• **What to do**
Isolate every line in the data with the string "samples" and copy it.

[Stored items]

....................

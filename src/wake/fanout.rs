//! Best-effort fan-out of captured audio frames.
//!
//! Mirrors the wake sidecar's listener registry: every attached listener
//! receives each inbound frame, and a listener that has gone away is pruned
//! on the next broadcast. Delivery is best-effort; nothing is replayed.

use std::sync::{Arc, Mutex};
use tokio::sync::mpsc;

/// A shareable frame of mono PCM samples.
pub type Frame = Arc<[i16]>;

/// Registry of frame listeners.
#[derive(Default)]
pub struct FrameFanout {
    senders: Mutex<Vec<mpsc::UnboundedSender<Frame>>>,
}

impl FrameFanout {
    pub fn new() -> Self {
        Self::default()
    }

    /// Attach a listener. The returned receiver yields every frame
    /// broadcast after this call; dropping it detaches the listener.
    pub fn attach(&self) -> mpsc::UnboundedReceiver<Frame> {
        let (tx, rx) = mpsc::unbounded_channel();
        self.senders
            .lock()
            .unwrap_or_else(|e| e.into_inner())
            .push(tx);
        rx
    }

    /// Send a frame to every live listener, pruning dead ones.
    pub fn broadcast(&self, samples: &[i16]) {
        let mut senders = self.senders.lock().unwrap_or_else(|e| e.into_inner());
        if senders.is_empty() {
            return;
        }
        let frame: Frame = Arc::from(samples);
        senders.retain(|tx| tx.send(Arc::clone(&frame)).is_ok());
    }

    pub fn listener_count(&self) -> usize {
        self.senders.lock().unwrap_or_else(|e| e.into_inner()).len()
    }
}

....................

• **Answer area**
/// A shareable frame of mono PCM samples.
    pub fn broadcast(&self, samples: &[i16]) {
        let frame: Frame = Arc::from(samples);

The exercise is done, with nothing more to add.